[Items from a dataset]

════════════════════

//! OIDC authentication for localemgmt.
//!
//! This crate provides:
//! - The login/callback/logout flow against an OIDC identity provider
//! - A mock provider for local development
//! - Session storage (in-memory, or SQLite with the `sqlite` feature)
//! - Axum extractors for the logged-in profile

mod config;
mod error;
mod extractors;
mod handlers;
mod providers;
mod sessions;
mod state;

pub use config::{AuthConfig, OidcConfig, CALLBACK_PATH, DEFAULT_COOKIE_NAME};
pub use error::AuthError;
pub use extractors::{CurrentProfile, SessionProfile};
pub use handlers::auth_routes;
pub use providers::{MockProvider, OidcProvider};
pub use sessions::InMemorySessionStore;
#[cfg(feature = "sqlite")]
pub use sessions::SqliteSessionStore;
pub use state::AuthState;
use axum::Json;
use serde::Serialize;

use localemgmt_auth::SessionProfile;
use localemgmt_core::auth::Profile;

/// Response for `GET /version`.
#[derive(Debug, Serialize)]
pub struct VersionResponse {
    pub version: &'static str,
    /// The logged-in profile, `null` without a session.
    pub user: Option<Profile>,
}

/// Build version plus the current user, if any.
pub async fn version(SessionProfile(user): SessionProfile) -> Json<VersionResponse> {
    Json(VersionResponse {
        version: env!("CARGO_PKG_VERSION"),
        user,
    })
}
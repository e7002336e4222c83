//! Pure functions for mapping repository errors to HTTP status codes.
//!
//! This module provides HTTP status code mappings for [`RepositoryError`] variants,
//! following the Functional Core pattern - pure functions with no side effects.

use super::RepositoryError;

/// Maps a [`RepositoryError`] to an HTTP status code.
///
/// - `NotFound` -> 404 (Not Found)
/// - `Connection` -> 503 (Service Unavailable)
/// - `Schema` -> 500 (Internal Server Error)
/// - `Write` -> 500 (Internal Server Error)
/// - `Query` -> 500 (Internal Server Error)
///
/// # Examples
///
/// ```
/// use localemgmt_core::storage::{RepositoryError, repository_error_to_status_code};
///
/// assert_eq!(repository_error_to_status_code(&RepositoryError::no_rows()), 404);
/// ```
pub fn repository_error_to_status_code(error: &RepositoryError) -> u16 {
    match error {
        RepositoryError::NotFound { .. } => 404,
        RepositoryError::Connection(_) => 503,
        RepositoryError::Schema(_) => 500,
        RepositoryError::Write(_) => 500,
        RepositoryError::Query(_) => 500,
    }
}

#[cfg(test)]
mod tests {
    use super::*;

    #[test]
    fn test_not_found_maps_to_404() {
        assert_eq!(
            repository_error_to_status_code(&RepositoryError::no_rows()),
            404
        );
        assert_eq!(
            repository_error_to_status_code(&RepositoryError::no_result_set()),
            404
        );
    }

    #[test]
    fn test_connection_maps_to_503() {
        let error = RepositoryError::Connection("database is locked".to_string());
        assert_eq!(repository_error_to_status_code(&error), 503);
    }

    #[test]
    fn test_schema_maps_to_500() {
        let error = RepositoryError::Schema("syntax error".to_string());
        assert_eq!(repository_error_to_status_code(&error), 500);
    }

    #[test]
    fn test_write_maps_to_500() {
        let error = RepositoryError::Write("UNIQUE constraint failed".to_string());
        assert_eq!(repository_error_to_status_code(&error), 500);
    }

    #[test]
    fn test_query_maps_to_500() {
        let error = RepositoryError::Query("invalid query syntax".to_string());
        assert_eq!(repository_error_to_status_code(&error), 500);
    }
}
//! SQL scripts used by the SQLite repository.
//!
//! The schema and the upsert statement live in `.sql` files so they can be
//! replaced without rebuilding. The copies in `crates/localemgmt/sql/` are
//! compiled into the binary and used when no script directory is configured.

use std::path::Path;

use localemgmt_core::storage::{RepositoryError, Result};

const BUNDLED_INIT: &str = include_str!("../../../sql/init.sql");
const BUNDLED_UPSERT: &str = include_str!("../../../sql/upsert.sql");

/// Relative location of the scripts under a script directory.
pub const INIT_SCRIPT: &str = "sql/init.sql";
pub const UPSERT_SCRIPT: &str = "sql/upsert.sql";

/// Schema initialization and upsert statements.
#[derive(Debug, Clone, PartialEq, Eq)]
pub struct SqlScripts {
    /// Idempotent DDL run when the repository connects.
    pub init: String,
    /// Upsert taking `?1` key, `?2` bundle, `?3` lang, `?4` content, returning `id`.
    pub upsert: String,
}

impl Default for SqlScripts {
    fn default() -> Self {
        Self::bundled()
    }
}

impl SqlScripts {
    /// The scripts compiled into the binary.
    pub fn bundled() -> Self {
        Self {
            init: BUNDLED_INIT.to_string(),
            upsert: BUNDLED_UPSERT.to_string(),
        }
    }

    /// Reads `sql/init.sql` and `sql/upsert.sql` under `sql_path`.
    ///
    /// # Errors
    ///
    /// Returns `RepositoryError::Schema` if either file cannot be read.
    pub fn load(sql_path: &Path) -> Result<Self> {
        Ok(Self {
            init: read_script(&sql_path.join(INIT_SCRIPT))?,
            upsert: read_script(&sql_path.join(UPSERT_SCRIPT))?,
        })
    }
}

fn read_script(path: &Path) -> Result<String> {
    std::fs::read_to_string(path)
        .map_err(|e| RepositoryError::Schema(format!("cannot read {}: {e}", path.display())))
}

════════════════════

> _Your goal_: Retype the entries precisely as they stand.

> _Solution to this exercise_:
//! OIDC authentication for localemgmt.
//!
//! This crate provides:
//! - The login/callback/logout flow against an OIDC identity provider
//! - A mock provider for local development
//! - Session storage (in-memory, or SQLite with the `sqlite` feature)
//! - Axum extractors for the logged-in profile

mod config;
mod error;
mod extractors;
mod handlers;
mod providers;
mod sessions;
mod state;

pub use config::{AuthConfig, OidcConfig, CALLBACK_PATH, DEFAULT_COOKIE_NAME};
pub use error::AuthError;
pub use extractors::{CurrentProfile, SessionProfile};
pub use handlers::auth_routes;
pub use providers::{MockProvider, OidcProvider};
pub use sessions::InMemorySessionStore;
#[cfg(feature = "sqlite")]
pub use sessions::SqliteSessionStore;
pub use state::AuthState;
use axum::Json;
use serde::Serialize;

use localemgmt_auth::SessionProfile;
use localemgmt_core::auth::Profile;

/// Response for `GET /version`.
#[derive(Debug, Serialize)]
pub struct VersionResponse {
    pub version: &'static str,
    /// The logged-in profile, `null` without a session.
    pub user: Option<Profile>,
}

/// Build version plus the current user, if any.
pub async fn version(SessionProfile(user): SessionProfile) -> Json<VersionResponse> {
    Json(VersionResponse {
        version: env!("CARGO_PKG_VERSION"),
        user,
    })
}
repository e7002336e4222c83
//! Pure functions for mapping repository errors to HTTP status codes.
//!
//! This module provides HTTP status code mappings for [`RepositoryError`] variants,
//! following the Functional Core pattern - pure functions with no side effects.

use super::RepositoryError;

/// Maps a [`RepositoryError`] to an HTTP status code.
///
/// - `NotFound` -> 404 (Not Found)
/// - `Connection` -> 503 (Service Unavailable)
/// - `Schema` -> 500 (Internal Server Error)
/// - `Write` -> 500 (Internal Server Error)
/// - `Query` -> 500 (Internal Server Error)
///
/// # Examples
///
/// ```
/// use localemgmt_core::storage::{RepositoryError, repository_error_to_status_code};
///
/// assert_eq!(repository_error_to_status_code(&RepositoryError::no_rows()), 404);
/// ```
pub fn repository_error_to_status_code(error: &RepositoryError) -> u16 {
    match error {
        RepositoryError::NotFound { .. } => 404,
        RepositoryError::Connection(_) => 503,
        RepositoryError::Schema(_) => 500,
        RepositoryError::Write(_) => 500,
        RepositoryError::Query(_) => 500,
    }
}

#[cfg(test)]
mod tests {
    use super::*;

    #[test]
    fn test_not_found_maps_to_404() {
        assert_eq!(
            repository_error_to_status_code(&RepositoryError::no_rows()),
            404
        );
        assert_eq!(
            repository_error_to_status_code(&RepositoryError::no_result_set()),
            404
        );
    }

    #[test]
    fn test_connection_maps_to_503() {
        let error = RepositoryError::Connection("database is locked".to_string());
        assert_eq!(repository_error_to_status_code(&error), 503);
    }

    #[test]
    fn test_schema_maps_to_500() {
        let error = RepositoryError::Schema("syntax error".to_string());
        assert_eq!(repository_error_to_status_code(&error), 500);
    }

    #[test]
    fn test_write_maps_to_500() {
        let error = RepositoryError::Write("UNIQUE constraint failed".to_string());
        assert_eq!(repository_error_to_status_code(&error), 500);
    }

    #[test]
    fn test_query_maps_to_500() {
        let error = RepositoryError::Query("invalid query syntax".to_string());
        assert_eq!(repository_error_to_status_code(&error), 500);
    }
}
//! SQL scripts used by the SQLite repository.
//!
//! The schema and the upsert statement live in `.sql` files so they can be
//! replaced without rebuilding. The copies in `crates/localemgmt/sql/` are
//! compiled into the binary and used when no script directory is configured.

use std::path::Path;

use localemgmt_core::storage::{RepositoryError, Result};

const BUNDLED_INIT: &str = include_str!("../../../sql/init.sql");
const BUNDLED_UPSERT: &str = include_str!("../../../sql/upsert.sql");

/// Relative location of the scripts under a script directory.
pub const INIT_SCRIPT: &str = "sql/init.sql";
pub const UPSERT_SCRIPT: &str = "sql/upsert.sql";

/// Schema initialization and upsert statements.
#[derive(Debug, Clone, PartialEq, Eq)]
pub struct SqlScripts {
    /// Idempotent DDL run when the repository connects.
    pub init: String,
    /// Upsert taking `?1` key, `?2` bundle, `?3` lang, `?4` content, returning `id`.
    pub upsert: String,
}

impl Default for SqlScripts {
    fn default() -> Self {
        Self::bundled()
    }
}

impl SqlScripts {
    /// The scripts compiled into the binary.
    pub fn bundled() -> Self {
        Self {
            init: BUNDLED_INIT.to_string(),
            upsert: BUNDLED_UPSERT.to_string(),
        }
    }

    /// Reads `sql/init.sql` and `sql/upsert.sql` under `sql_path`.
    ///
    /// # Errors
    ///
    /// Returns `RepositoryError::Schema` if either file cannot be read.
    pub fn load(sql_path: &Path) -> Result<Self> {
        Ok(Self {
            init: read_script(&sql_path.join(INIT_SCRIPT))?,
            upsert: read_script(&sql_path.join(UPSERT_SCRIPT))?,
        })
    }
}

fn read_script(path: &Path) -> Result<String> {
    std::fs::read_to_string(path)
        .map_err(|e| RepositoryError::Schema(format!("cannot read {}: {e}", path.display())))
}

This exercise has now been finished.